Capítulo 10: “El mapa del corazón”

Dos semanas. Eso era todo lo que los separaba del momento que habían imaginado mil veces en sus sueños y en sus palabras susurradas por llamada.

Joaquín ya no caminaba: flotaba. Cada día era una cuenta regresiva escrita en el cuerpo. El mundo le sabía distinto, más liviano, más dulce. A veces se reía solo, recordando frases de Elliot, o cómo sonaba su risa después de un chiste tonto.

En Londres, Elliot dormía con el pasaje impreso debajo de la almohada. “Tonterías de enamorado”, se decía. Pero en realidad era una forma de no dejar que la ansiedad le gane.

Hablaban todos los días, claro. Pero ahora había algo distinto: la promesa del encuentro. Empezaron a imaginar cómo sería todo. Quién abrazaría primero. Quién lloraría. Quién no podría dejar de mirarse.

—¿Y si no te gusto en persona? —le dijo Joaquín una noche, entre risas nerviosas.

—Si eso pasa, me quedo en Costa Rica igual. Me enamoraré otra vez, pero en vivo.

Rieron. Y esa risa fue un pacto.

Esa misma noche, hicieron un juego. Se mandaron notas de voz en las que describían lo que más amaban del otro. Pero no lo físico, sino lo que nadie ve:

—Amo cómo decís mi nombre, Elliot.
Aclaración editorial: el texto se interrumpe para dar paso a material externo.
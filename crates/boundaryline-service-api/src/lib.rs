//! Boundaryline read-only HTTP API.
//!
//! Routes:
//!
//! - `GET /1.0/boundary-set/` — paginated boundary set listing
//! - `GET /1.0/boundary-set/{slug}/` — boundary set detail
//! - `GET /1.0/boundary-set/{slug}/{external_id}` — redirect to the
//!   canonical boundary URL for a source-system id
//! - `GET /1.0/boundary/` — paginated boundary listing with `sets`,
//!   `contains`, `near`, `intersects` and `external_id` filters plus
//!   `shape_type`/`excludes` response shaping
//! - `GET /1.0/boundary/{slug}/` — boundary detail, same shaping
//! - `GET /health/live`, `GET /health/ready`, `GET /metrics`
//!
//! All routes are GET-only; axum answers anything else with 405. Anonymous
//! throttling wraps the `/1.0/` routes; probes and metrics stay exempt.

#![deny(warnings)]

pub mod resources;

use axum::extract::{Path, Query, RawQuery, State};
use axum::http::{header, HeaderMap, StatusCode};
use axum::response::{IntoResponse, Response};
use axum::routing::get;
use axum::{middleware as axum_middleware, Router};
use serde_json::{json, Value};
use tower_http::cors::CorsLayer;
use tracing::{error, info};

use boundaryline_lib::{execute, translate, Error as LibError, ShapeDetail};
use boundaryline_service_shared::{
    build_meta, extract_or_generate_request_id, from_lib_error, health_live, health_ready,
    metrics_handler, pagination::PageParams, record_boundaries_matched, record_boundary_query,
    record_cache_lookup, throttle_requests, AppState, CachedResponse, ProblemDetails, RequestLayer,
};

use resources::{boundary_resource, boundary_uri, serialized_response, set_resource, ApiFormat};

/// Build the service router over the given state.
pub fn build_router(state: AppState) -> Router {
    let api = Router::new()
        .route("/1.0/boundary-set/", get(boundary_set_list))
        .route("/1.0/boundary-set/{slug}/", get(boundary_set_detail))
        .route(
            "/1.0/boundary-set/{slug}/{external_id}",
            get(external_id_redirect),
        )
        .route("/1.0/boundary/", get(boundary_list))
        .route("/1.0/boundary/{slug}/", get(boundary_detail))
        .layer(axum_middleware::from_fn_with_state(
            state.clone(),
            throttle_requests,
        ));

    Router::new()
        .merge(api)
        .route("/metrics", get(metrics_handler))
        .route("/health/live", get(health_live))
        .route("/health/ready", get(health_ready))
        .layer(CorsLayer::permissive())
        .layer(RequestLayer)
        .with_state(state)
}

/// Borrow query pairs as `(&str, &str)`.
fn str_pairs(params: &[(String, String)]) -> impl Iterator<Item = (&str, &str)> + Clone {
    params.iter().map(|(k, v)| (k.as_str(), v.as_str()))
}

/// First value for a query key, if present.
fn param<'a>(params: &'a [(String, String)], key: &str) -> Option<&'a str> {
    params
        .iter()
        .find(|(k, _)| k == key)
        .map(|(_, v)| v.as_str())
}

/// Cache signature for a request: path plus query string as received.
fn cache_key(path: &str, raw_query: Option<&str>) -> String {
    match raw_query {
        Some(query) if !query.is_empty() => format!("{}?{}", path, query),
        _ => path.to_string(),
    }
}

/// Serve from the response cache when the signature is present.
fn cached(state: &AppState, endpoint: &str, key: &str) -> Option<Response> {
    match state.cache().get(key) {
        Some(entry) => {
            record_cache_lookup(endpoint, true);
            Some(serialized_response(&entry.content_type, entry.body))
        }
        None => {
            record_cache_lookup(endpoint, false);
            None
        }
    }
}

/// Render, cache, and return a response body.
fn respond(state: &AppState, key: &str, format: &ApiFormat, body: &Value) -> Response {
    let rendered = format.render(body);
    state.cache().put(
        key,
        CachedResponse {
            content_type: format.content_type().to_string(),
            body: rendered.clone(),
        },
    );
    serialized_response(format.content_type(), rendered)
}

/// Handle `GET /1.0/boundary-set/`.
async fn boundary_set_list(
    State(state): State<AppState>,
    RawQuery(raw_query): RawQuery,
    Query(params): Query<Vec<(String, String)>>,
    headers: HeaderMap,
) -> Response {
    let request_id = extract_or_generate_request_id(&headers);
    let path = "/1.0/boundary-set/";

    let format = match ApiFormat::negotiate(str_pairs(&params), request_id.as_str()) {
        Ok(format) => format,
        Err(problem) => return problem.into_response(),
    };

    let key = cache_key(path, raw_query.as_deref());
    if let Some(response) = cached(&state, "boundary_set_list", &key) {
        return response;
    }

    let page = match PageParams::parse(str_pairs(&params), state.config(), request_id.as_str()) {
        Ok(page) => page,
        Err(problem) => return problem.into_response(),
    };

    let catalog = state.catalog();
    let total = catalog.sets().len();
    let objects: Vec<Value> = catalog
        .sets()
        .iter()
        .skip(page.offset)
        .take(page.limit)
        .map(|set| set_resource(set, catalog))
        .collect();

    let meta = build_meta(
        &state.config().site_root,
        path,
        raw_query.as_deref(),
        page,
        total,
    );

    let body = json!({ "meta": meta, "objects": objects });
    respond(&state, &key, &format, &body)
}

/// Handle `GET /1.0/boundary-set/{slug}/`.
async fn boundary_set_detail(
    State(state): State<AppState>,
    Path(slug): Path<String>,
    RawQuery(raw_query): RawQuery,
    Query(params): Query<Vec<(String, String)>>,
    headers: HeaderMap,
) -> Response {
    let request_id = extract_or_generate_request_id(&headers);

    let format = match ApiFormat::negotiate(str_pairs(&params), request_id.as_str()) {
        Ok(format) => format,
        Err(problem) => return problem.into_response(),
    };

    let path = resources::set_uri(&slug);
    let key = cache_key(&path, raw_query.as_deref());
    if let Some(response) = cached(&state, "boundary_set_detail", &key) {
        return response;
    }

    let catalog = state.catalog();
    let Some(set) = catalog.set_by_slug(&slug) else {
        return ProblemDetails::not_found(
            format!("no boundary set with slug {:?}", slug),
            request_id.as_str(),
        )
        .into_response();
    };

    let body = set_resource(set, catalog);
    respond(&state, &key, &format, &body)
}

/// Handle `GET /1.0/boundary/`.
async fn boundary_list(
    State(state): State<AppState>,
    RawQuery(raw_query): RawQuery,
    Query(params): Query<Vec<(String, String)>>,
    headers: HeaderMap,
) -> Response {
    let request_id = extract_or_generate_request_id(&headers);
    let path = "/1.0/boundary/";

    let format = match ApiFormat::negotiate(str_pairs(&params), request_id.as_str()) {
        Ok(format) => format,
        Err(problem) => return problem.into_response(),
    };

    let key = cache_key(path, raw_query.as_deref());
    if let Some(response) = cached(&state, "boundary_list", &key) {
        return response;
    }

    let page = match PageParams::parse(str_pairs(&params), state.config(), request_id.as_str()) {
        Ok(page) => page,
        Err(problem) => return problem.into_response(),
    };

    // Filter validation happens entirely before any store call.
    let plan = match translate(str_pairs(&params)) {
        Ok(plan) => plan,
        Err(e) => return lib_error_response(&e, request_id.as_str()),
    };

    let catalog = state.catalog();
    let ids = match execute(&plan, catalog, state.store()) {
        Ok(ids) => ids,
        Err(e) => return lib_error_response(&e, request_id.as_str()),
    };

    for filter in plan_filter_labels(&plan) {
        record_boundary_query(filter);
    }
    record_boundaries_matched(ids.len(), "boundary_list");

    let detail = shape_detail(&params);
    let excludes = excludes_list(&params);

    let total = ids.len();
    let mut objects: Vec<Value> = ids
        .iter()
        .skip(page.offset)
        .take(page.limit)
        .filter_map(|&id| catalog.boundary_by_id(id))
        .map(|b| boundary_resource(b, catalog))
        .collect();
    boundaryline_lib::shape_records(&mut objects, detail, &excludes);

    let meta = build_meta(
        &state.config().site_root,
        path,
        raw_query.as_deref(),
        page,
        total,
    );

    info!(
        request_id = %request_id,
        matched = total,
        returned = objects.len(),
        "boundary query completed"
    );

    let body = json!({ "meta": meta, "objects": objects });
    respond(&state, &key, &format, &body)
}

/// Handle `GET /1.0/boundary/{slug}/`.
async fn boundary_detail(
    State(state): State<AppState>,
    Path(slug): Path<String>,
    RawQuery(raw_query): RawQuery,
    Query(params): Query<Vec<(String, String)>>,
    headers: HeaderMap,
) -> Response {
    let request_id = extract_or_generate_request_id(&headers);

    let format = match ApiFormat::negotiate(str_pairs(&params), request_id.as_str()) {
        Ok(format) => format,
        Err(problem) => return problem.into_response(),
    };

    let path = boundary_uri(&slug);
    let key = cache_key(&path, raw_query.as_deref());
    if let Some(response) = cached(&state, "boundary_detail", &key) {
        return response;
    }

    let catalog = state.catalog();
    let Some(boundary) = catalog.boundary_by_slug(&slug) else {
        return ProblemDetails::not_found(
            format!("no boundary with slug {:?}", slug),
            request_id.as_str(),
        )
        .into_response();
    };

    let mut body = boundary_resource(boundary, catalog);
    boundaryline_lib::shape_record(&mut body, shape_detail(&params), &excludes_list(&params));

    respond(&state, &key, &format, &body)
}

/// Handle `GET /1.0/boundary-set/{slug}/{external_id}`.
///
/// Resolves the source-system id inside the set and redirects to the
/// canonical boundary detail URL.
async fn external_id_redirect(
    State(state): State<AppState>,
    Path((slug, external_id)): Path<(String, String)>,
    headers: HeaderMap,
) -> Response {
    let request_id = extract_or_generate_request_id(&headers);

    match state.catalog().boundary_by_external_id(&slug, &external_id) {
        Ok(boundary) => {
            let location = format!(
                "{}{}",
                state.config().site_root,
                boundary_uri(&boundary.slug)
            );
            (StatusCode::FOUND, [(header::LOCATION, location)]).into_response()
        }
        Err(e) => lib_error_response(&e, request_id.as_str()),
    }
}

/// Map a library error onto a problem response, logging internal failures.
fn lib_error_response(error: &LibError, request_id: &str) -> Response {
    let problem = from_lib_error(error, request_id);
    if problem.status >= 500 {
        error!(request_id = %request_id, error = %error, "request failed");
    }
    problem.into_response()
}

fn shape_detail(params: &[(String, String)]) -> ShapeDetail {
    param(params, "shape_type")
        .map(ShapeDetail::parse)
        .unwrap_or_default()
}

fn excludes_list(params: &[(String, String)]) -> Vec<String> {
    param(params, "excludes")
        .map(boundaryline_lib::parse_excludes)
        .unwrap_or_default()
}

fn plan_filter_labels(plan: &boundaryline_lib::QueryPlan) -> Vec<&'static str> {
    let mut labels = Vec::new();
    if plan.set_slugs.is_some() {
        labels.push("sets");
    }
    if plan.contains.is_some() {
        labels.push("contains");
    }
    if plan.near.is_some() {
        labels.push("near");
    }
    if plan.intersects.is_some() {
        labels.push("intersects");
    }
    if plan.external_id.is_some() {
        labels.push("external_id");
    }
    if labels.is_empty() {
        labels.push("none");
    }
    labels
}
Lo hacés sonar como si fuera poesía.

—Yo amo cómo te reís cuando estás cansado. Como si tu alma se escapara por un segundo y me mostrara su casa.

Y así fueron dibujando un mapa. El mapa de sus corazones.

Un día antes del viaje, Elliot mandó una foto. Era el ticket del vuelo, con un mensaje simple:

“Llego mañana. Guardame un pedazo de cielo y un poco de tus abrazos.”

Joaquín no contestó de inmediato. Solo vio la imagen. Cerró los ojos. Y suspiró.

Entonces escribió:

“Ya no falta nada. Mañana… mañana te conozco la piel.”